Previous reports by our group have documented that drug use patterns overall differ by race in this elderly community sample. African Americans were less likely to use over-the-counter medications (66% versus 76%, respectively) and total medications (88% versus 92%) than whites
(7). The greatest differences were for psychotropic medications (14% versus 26%) and nutritional supplements (17% versus 28%). The differences were 23% versus 29% for gastrointestinal drugs and 56% versus 63% for analgesics
(7). Race explained only 6% of the overall variance for differences in the use of prescription drugs, with health insurance and use of medical services the strongest predictors of prescription drug use for both races. Given that health insurance and use of outpatient medical services were controlled in the current study, the differences by race, especially the increased differences over time, are significant.
One explanation for the differences in use by race may be that African Americans may not report symptoms of depression as frequently as whites. In a previous report by our group, African American elders reported fewer sleep complaints, but this difference was more pronounced for some complaints, such as a “wakeful sleep” than for others, such as trouble falling asleep
(33). Yet the frequency of reported symptoms and patterns of responses to CES-D Scale questions do not appear to vary significantly by race in this sample
(19). In addition, in controlled analyses, the frequency of major depression appears to be similar for African Americans and whites
(10).
Perhaps the most striking factor is the discrepancy of reported use of the new-generation antidepressants by race in this sample, especially the SSRIs. In 1996–1997 there was nearly an eightfold difference in the use of these medications by race in uncontrolled analyses. Even when controlling for health coverage of medications and income, it appears that African Americans are significantly less likely to be prescribed these medications. The dramatic changes in the patterns of antidepressant prescribing in outpatient practices documented by Pincus et al.

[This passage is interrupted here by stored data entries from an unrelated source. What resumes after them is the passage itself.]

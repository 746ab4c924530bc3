use super::template::Template;
use super::value::FormData;
use std::sync::Arc;
use tracing::debug;

/// The set of templates a deployment offers, in display order.
#[derive(Debug, Clone, Default)]
pub struct TemplateCatalog {
    templates: Vec<Arc<Template>>,
}

impl TemplateCatalog {
    pub fn new(templates: Vec<Template>) -> Self {
        Self {
            templates: templates.into_iter().map(Arc::new).collect(),
        }
    }

    pub fn get(&self, id: &str) -> Option<Arc<Template>> {
        self.templates.iter().find(|t| t.id == id).cloned()
    }

    pub fn iter(&self) -> impl Iterator<Item = &Arc<Template>> {
        self.templates.iter()
    }

    pub fn len(&self) -> usize {
        self.templates.len()
    }

    pub fn is_empty(&self) -> bool {
        self.templates.is_empty()
    }

    /// Guesses which template produced a stored payload.
    ///
    /// Picks the template declaring the most of the payload's keys; ties go to
    /// the earlier template and a payload sharing no key with any template
    /// yields `None`.
    pub fn detect(&self, data: &FormData) -> Option<Arc<Template>> {
        let mut best: Option<(&Arc<Template>, usize)> = None;
        for template in &self.templates {
            let score = data.keys().filter(|key| template.contains(key)).count();
            if score > 0 && best.is_none_or(|(_, top)| score > top) {
                best = Some((template, score));
            }
        }
        best.map(|(template, score)| {
            debug!(template = %template.id, score, "detected template from payload");
            Arc::clone(template)
        })
    }
}
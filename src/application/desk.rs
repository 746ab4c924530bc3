use crate::application::engine::FormEngine;
use crate::domain::catalog::TemplateCatalog;
use crate::domain::legacy;
use crate::domain::ports::SubmissionStoreBox;
use crate::domain::submission::Submission;
use crate::error::{FormError, Result};
use tracing::{info, warn};

/// Entry point for requesters: opens forms and saves them.
///
/// `RequestDesk` owns the template catalog and the submission store. Forms are
/// handed out as `FormEngine`s; `submit` borrows the engine mutably for the
/// whole save, so no edit can slip in while it is in flight.
pub struct RequestDesk {
    catalog: TemplateCatalog,
    store: SubmissionStoreBox,
}

impl RequestDesk {
    /// Creates a new `RequestDesk`.
    ///
    /// # Arguments
    ///
    /// * `catalog` - The templates requesters can pick from.
    /// * `store` - Where submitted requests are persisted.
    pub fn new(catalog: TemplateCatalog, store: SubmissionStoreBox) -> Self {
        Self { catalog, store }
    }

    pub fn catalog(&self) -> &TemplateCatalog {
        &self.catalog
    }

    /// Starts a blank form for the given template.
    pub fn open(&self, template_id: &str) -> Result<FormEngine> {
        let template = self
            .catalog
            .get(template_id)
            .ok_or_else(|| FormError::UnknownTemplate(template_id.to_string()))?;

        let mut engine = FormEngine::new();
        engine.select_template(Some(template), None);
        Ok(engine)
    }

    /// Reopens a stored request for editing.
    ///
    /// The template is taken from the submission, or detected from its field
    /// names for payloads stored before the id was recorded. Retired field
    /// names are normalised before the data is replayed.
    pub async fn open_existing(&self, id: u32) -> Result<FormEngine> {
        let Submission {
            template_id,
            mut data,
            ..
        } = self
            .store
            .get(id)
            .await?
            .ok_or(FormError::UnknownSubmission(id))?;

        let template = match template_id {
            Some(template_id) => self
                .catalog
                .get(&template_id)
                .ok_or(FormError::UnknownTemplate(template_id))?,
            None => self
                .catalog
                .detect(&data)
                .ok_or_else(|| FormError::UnknownTemplate(format!("<undetectable for {id}>")))?,
        };

        legacy::normalize(&template, &mut data);

        let mut engine = FormEngine::new();
        engine.select_template(Some(template), Some(data));
        Ok(engine)
    }

    /// Validates and persists the form under `id`.
    ///
    /// On success the engine is reset and the stored submission returned. If
    /// the form is invalid, `FormError::Invalid` carries every field error. If
    /// the store fails, the engine goes back to editing with its data intact.
    pub async fn submit(&self, id: u32, engine: &mut FormEngine) -> Result<Submission> {
        if engine.is_busy() {
            return Err(FormError::Busy);
        }
        let template_id = engine
            .template()
            .map(|template| template.id.clone())
            .ok_or_else(|| FormError::UnknownTemplate("<none selected>".to_string()))?;

        if !engine.begin_submission() {
            return Err(FormError::Invalid(engine.errors().clone()));
        }

        let submission = Submission::new(id, template_id, engine.data().clone());
        match self.store.store(submission.clone()).await {
            Ok(()) => {
                info!(id, template = ?submission.template_id, "stored submission");
                engine.submission_succeeded();
                Ok(submission)
            }
            Err(e) => {
                warn!(id, error = %e, "failed to store submission");
                engine.submission_failed();
                Err(e)
            }
        }
    }

    pub async fn submissions(&self) -> Result<Vec<Submission>> {
        self.store.get_all().await
    }
}
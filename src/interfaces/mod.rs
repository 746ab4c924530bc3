//! Input/output adapters for the command line.

pub mod csv;
//! Randomized edit sequences over the built-in templates and a fixture with
//! stacked show/hide rules, checking the visibility and validation invariants
//! after every step.

use payreq_forms::application::engine::FormEngine;
use payreq_forms::domain::template::{Dependency, DependencyAction, Template};
use payreq_forms::domain::value::FieldValue;
use payreq_forms::infrastructure::template_files::{builtin_catalog, parse};
use rand::rngs::StdRng;
use rand::seq::SliceRandom;
use rand::{Rng, SeedableRng};
use std::sync::Arc;

fn random_value(template: &Template, rng: &mut StdRng) -> (String, FieldValue) {
    let fields: Vec<_> = template.fields().collect();
    let field = fields.choose(rng).unwrap();

    let value = if !field.options.is_empty() && rng.gen_bool(0.8) {
        FieldValue::text(field.options.choose(rng).unwrap().value.clone())
    } else {
        match rng.gen_range(0..5) {
            0 => FieldValue::text(""),
            1 => FieldValue::Bool(rng.gen_bool(0.5)),
            2 => FieldValue::text("x".repeat(rng.gen_range(1..25))),
            3 => FieldValue::text(rng.gen_range(0..u64::MAX).to_string()),
            _ => field.kind.coerce(&rng.gen_range(1..100_000).to_string()),
        }
    };
    (field.id.clone(), value)
}

/// A field is visible iff no `hide` rule currently matches and no `show`
/// rule exists that currently fails to match.
fn assert_visibility_invariant(template: &Template, engine: &FormEngine) {
    let holds = |dependency: &Dependency| {
        engine
            .data()
            .get(&dependency.field)
            .is_some_and(|current| current.matches(&dependency.value))
    };

    for field in template.fields() {
        let hide_matches = field
            .dependencies
            .iter()
            .any(|d| d.action == DependencyAction::Hide && holds(d));
        let show_fails = field
            .dependencies
            .iter()
            .any(|d| d.action == DependencyAction::Show && !holds(d));

        assert_eq!(
            engine.is_visible(&field.id),
            !hide_matches && !show_fails,
            "{}: visibility of {}",
            template.id,
            field.id
        );
    }
}

fn stacked_rules() -> Arc<Template> {
    let json = std::fs::read_to_string("tests/fixtures/stacked_rules.json").unwrap();
    Arc::new(parse(&json).unwrap())
}

fn run(template: Arc<Template>, seed: u64) {
    let mut rng = StdRng::seed_from_u64(seed);
    let mut engine = FormEngine::new();
    engine.select_template(Some(Arc::clone(&template)), None);

    for _ in 0..200 {
        let (field, value) = random_value(&template, &mut rng);
        assert!(engine.update_field(&field, value));
        assert_visibility_invariant(&template, &engine);
        assert!(engine.errors().keys().all(|id| engine.is_visible(id)));

        let valid = engine.validate_all();
        assert_eq!(valid, engine.errors().is_empty());
        for id in engine.errors().keys() {
            assert!(engine.is_visible(id), "{id} is hidden but has an error");
        }
    }
}

#[test]
fn test_random_edit_sequences_keep_invariants() {
    let catalog = builtin_catalog().unwrap();
    for (seed, template) in catalog.iter().enumerate() {
        for round in 0..5 {
            run(Arc::clone(template), (seed * 100 + round) as u64);
        }
    }
}

#[test]
fn test_random_edit_sequences_over_stacked_rules() {
    for seed in 0..20 {
        run(stacked_rules(), 1_000 + seed);
    }
}

#[test]
fn test_stacked_rules_visibility() {
    let template = stacked_rules();
    let mut engine = FormEngine::new();
    engine.select_template(Some(Arc::clone(&template)), None);
    assert!(!engine.is_visible("detalle"));
    assert!(!engine.is_visible("entrega"));
    assert!(!engine.is_visible("nota"));

    // both show rules must hold
    engine.update_field("canal", "A".into());
    assert!(!engine.is_visible("detalle"));
    engine.update_field("urgente", FieldValue::Bool(true));
    assert!(engine.is_visible("detalle"));
    engine.update_field("canal", "B".into());
    assert!(!engine.is_visible("detalle"));

    // a hide declared before a show still hides
    assert!(engine.is_visible("entrega"));
    assert!(engine.is_required("entrega"));
    engine.update_field("region", "Sur".into());
    assert!(!engine.is_visible("entrega"));
    assert!(engine.validate_all());

    engine.update_field("region", "Norte".into());
    assert!(engine.is_visible("nota"));
    assert!(engine.is_visible("entrega"));
    assert!(!engine.validate_all());
    assert!(engine.errors().contains_key("entrega"));
    assert!(engine.errors().contains_key("nota"));

    engine.update_field("canal", "A".into());
    assert!(!engine.is_visible("nota"));
    assert!(!engine.is_visible("entrega"));
}

#[test]
fn test_edit_order_does_not_change_final_state() {
    let catalog = builtin_catalog().unwrap();
    let template = catalog.get("transferencia-bancaria").unwrap();
    let edits = vec![
        ("swift", FieldValue::text("BBVAMXMM")),
        ("iban", FieldValue::text("ES9121000418450200051332")),
        ("es_internacional", FieldValue::Bool(true)),
        ("clabe_destino", FieldValue::text("123")),
        ("monto", FieldValue::text("100")),
    ];

    let mut rng = StdRng::seed_from_u64(7);
    let mut reference: Option<FormEngine> = None;
    for _ in 0..10 {
        let mut shuffled = edits.clone();
        shuffled.shuffle(&mut rng);

        let mut engine = FormEngine::new();
        engine.select_template(Some(Arc::clone(&template)), None);
        for (field, value) in shuffled {
            engine.update_field(field, value);
        }
        engine.validate_all();

        if let Some(reference) = &reference {
            assert_eq!(engine.data(), reference.data());
            assert_eq!(engine.visible_fields(), reference.visible_fields());
            assert_eq!(engine.errors(), reference.errors());
        } else {
            reference = Some(engine);
        }
    }
}
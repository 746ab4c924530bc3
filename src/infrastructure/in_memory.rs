use crate::domain::ports::SubmissionStore;
use crate::domain::submission::Submission;
use crate::error::Result;
use async_trait::async_trait;
use std::collections::HashMap;
use std::sync::Arc;
use tokio::sync::RwLock;

/// A thread-safe in-memory store for submitted payment requests.
///
/// Uses `Arc<RwLock<HashMap<u32, Submission>>>` so clones share the same data.
/// Used by the CLI when no database path is configured, and by tests.
#[derive(Default, Clone)]
pub struct InMemorySubmissionStore {
    submissions: Arc<RwLock<HashMap<u32, Submission>>>,
}

impl InMemorySubmissionStore {
    /// Creates a new, empty in-memory submission store.
    pub fn new() -> Self {
        Self::default()
    }
}

#[async_trait]
impl SubmissionStore for InMemorySubmissionStore {
    async fn store(&self, submission: Submission) -> Result<()> {
        let mut submissions = self.submissions.write().await;
        submissions.insert(submission.id, submission);
        Ok(())
    }

    async fn get(&self, id: u32) -> Result<Option<Submission>> {
        let submissions = self.submissions.read().await;
        Ok(submissions.get(&id).cloned())
    }

    async fn get_all(&self) -> Result<Vec<Submission>> {
        let submissions = self.submissions.read().await;
        let mut all: Vec<Submission> = submissions.values().cloned().collect();
        all.sort_by_key(|submission| submission.id);
        Ok(all)
    }
}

(2) appear to be reflected in the prescriptions to white but not to African American elders. The most likely explanation is that physicians are more likely to prescribe SSRIs to whites than to African Americans. Previous reports have documented that African Americans are more likely to receive tricyclic antidepressants than SSRIs in the 18–64 age group
(34). Because no evidence exists to suggest that SSRIs are less effective in African American elders and there is a significant reduction in side effects with SSRIs than with tricyclic antidepressants, the differential prescribing patterns probably reflect a combination of relative underdiagnosis of a treatable condition in elderly African Americans, coupled with prescribing practices in part determined by the race of the patient. Educational programs could correct in part these problems once they are identified among individual practitioners and within practice plans.